How on earth anyone calling themselves a Supervisor would decide to approve the appalling amount of diesel soot shot out by the 144,000 new truck trips estimated yearly for a new Dutra asphalt plant – right next to our treasured Shollenberger and Ellis Creek bird sanctuaries and nearby a new housing development – I just don’t understand. This is huge pollution we’re talking and that is without even considering the asphalt particulate that the Dutra “hi-tech” equipment would miss, adding those damaging bits of asphalt to the air we breathe when we walk Shollenberger as I do often.

Isn’t this the time in history when seriously cleaning up our act is urgent?!
I mean urgent. Hottest temperatures in history; LA at 115 degrees summer of 2010, rising sea level and filthy water in much of the world due to the pollution we’ve already added to our air. We need to reverse course.

And the need for another asphalt plant here? We have two operating in Sonoma County presently – running way below capacity. So no need.

What I believe firmly we DO need is common sense. You don’t add an ugly, asphalt and diesel soot spewing huge plant where you are attempting to lure tourists – obscuring the beauty and grace that is Sonoma County at its southern gateway, especially when this is Petaluma: Rivertown Gateway to Wine Country.
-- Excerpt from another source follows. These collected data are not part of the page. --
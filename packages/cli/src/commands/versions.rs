use super::{print_fields, Context, FormArgs};
use anyhow::Result;
use colored::{ColoredString, Colorize};
use formdraft_client::FormService;
use formdraft_editor::DraftResolver;
use formdraft_schema::VersionState;

fn state_label(state: VersionState) -> ColoredString {
    let label = state.to_string();
    match state {
        VersionState::Draft => label.yellow(),
        VersionState::Active => label.green().bold(),
        VersionState::Published => label.bright_blue(),
        VersionState::Closed => label.dimmed(),
    }
}

/// List every version of a form with its lifecycle state
pub async fn versions(args: FormArgs, ctx: &Context) -> Result<()> {
    let form_id = ctx.form_id(&args.form);
    let versions = ctx.service().list_versions(form_id).await?;

    if versions.is_empty() {
        println!("{}", "⚠️  Form has no versions yet".yellow());
        return Ok(());
    }

    let resolution = DraftResolver::resolve(&versions);
    let editing = resolution.edit_target().map(|v| v.id.clone());

    for version in &versions {
        let marker = if editing.as_deref() == Some(version.id.as_str()) {
            "→".bright_blue().to_string()
        } else {
            " ".to_string()
        };
        let published = version
            .published_at
            .map(|at| at.format("%Y-%m-%d %H:%M").to_string())
            .unwrap_or_default();
        println!(
            "{} v{:<3} {:<10} {:<16} {}",
            marker,
            version.version,
            state_label(version.state()),
            published,
            version.id.dimmed()
        );
    }

    Ok(())
}

/// Show the form and the fields of the version an editor would open on
pub async fn show(args: FormArgs, ctx: &Context) -> Result<()> {
    let (session, _events) = ctx.open(&args.form).await?;
    let form = session.form();

    println!("{}", form.title.bright_white().bold());
    if let Some(description) = &form.description {
        println!("{}", description);
    }
    println!(
        "slug {}  live version {}",
        form.slug.bright_white(),
        form.version
    );
    println!(
        "theme primary {} background {} button {} text {}",
        form.theme.primary_color,
        form.theme.background_color,
        form.theme.button_color,
        form.theme.text_color
    );
    println!();

    match (session.version_id(), session.version_number()) {
        (Some(id), Some(number)) => {
            println!("Editing v{} {}", number, id.dimmed());
            print_fields(session.fields());
        }
        _ => println!("{}", "No version yet; adding a field creates the first draft".dimmed()),
    }

    Ok(())
}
Whether or not diesel soot can be confirmed as the evil cause of childhood cancers or asthma isn’t the only point. California Assemblyman Jarad Huffman showed us small bags of diesel soot at a rally and warned about the dangers of particulate matter to lungs. We don’t know exactly how dangerous asphalt particulate is to growing lungs, to adult lungs but we know it is harmful. I can tell you diesel soot is very reactive for people with asthma. I have asthma and sweeping up some diesel soot from the sidewalk (used to live at E. Washington and Petaluma Blvd., site where large numbers of diesel trucks drive by) makes my lungs very upset. Sometimes takes four hours to clear – and I never know if all the particulate ever gets out. Am I a candidate for lung cancer because of this exposure? Very possibly. Do I get an asthma reaction? Yes!

Would 144,000 truck trips add dangerous levels of diesel soot to the air where we walk at Shollenberger and at the new housing development? I’d say yes – but then I’m not an environmental scientist.

Dr. Alice Brock-Utne at the Health Forum held by Petaluma Health Care District recently, said that we used to think people could withstand 60-70ppm of lead, but that now the “healthy” level is something like zero – and we don’t know what “healthy” levels of asphalt soot are, either. What we do know is childhood asthma affects way more children than when we were growing up – and a visit to the hospital for child asthma averages $6,000, leaving the child a likely patient for life.

At the last pass on a Dutra desicion, the Supes presented six new detailed documents too late for anyone to read them, then voted for the asphalt plant. Hopefully, since there was no public discussion and couldn’t be discussion of documents the public had no access to, lack of public notice will boot the final decision into the hands of a newly seated Board of Supes.

As we come to this new configuration of the Sonoma County Supervisors, I sincerely hope they will make the healthy choice – say NO to Dutra – and NO to “gracing” our Gateway to Wine County – with an asphalt plant!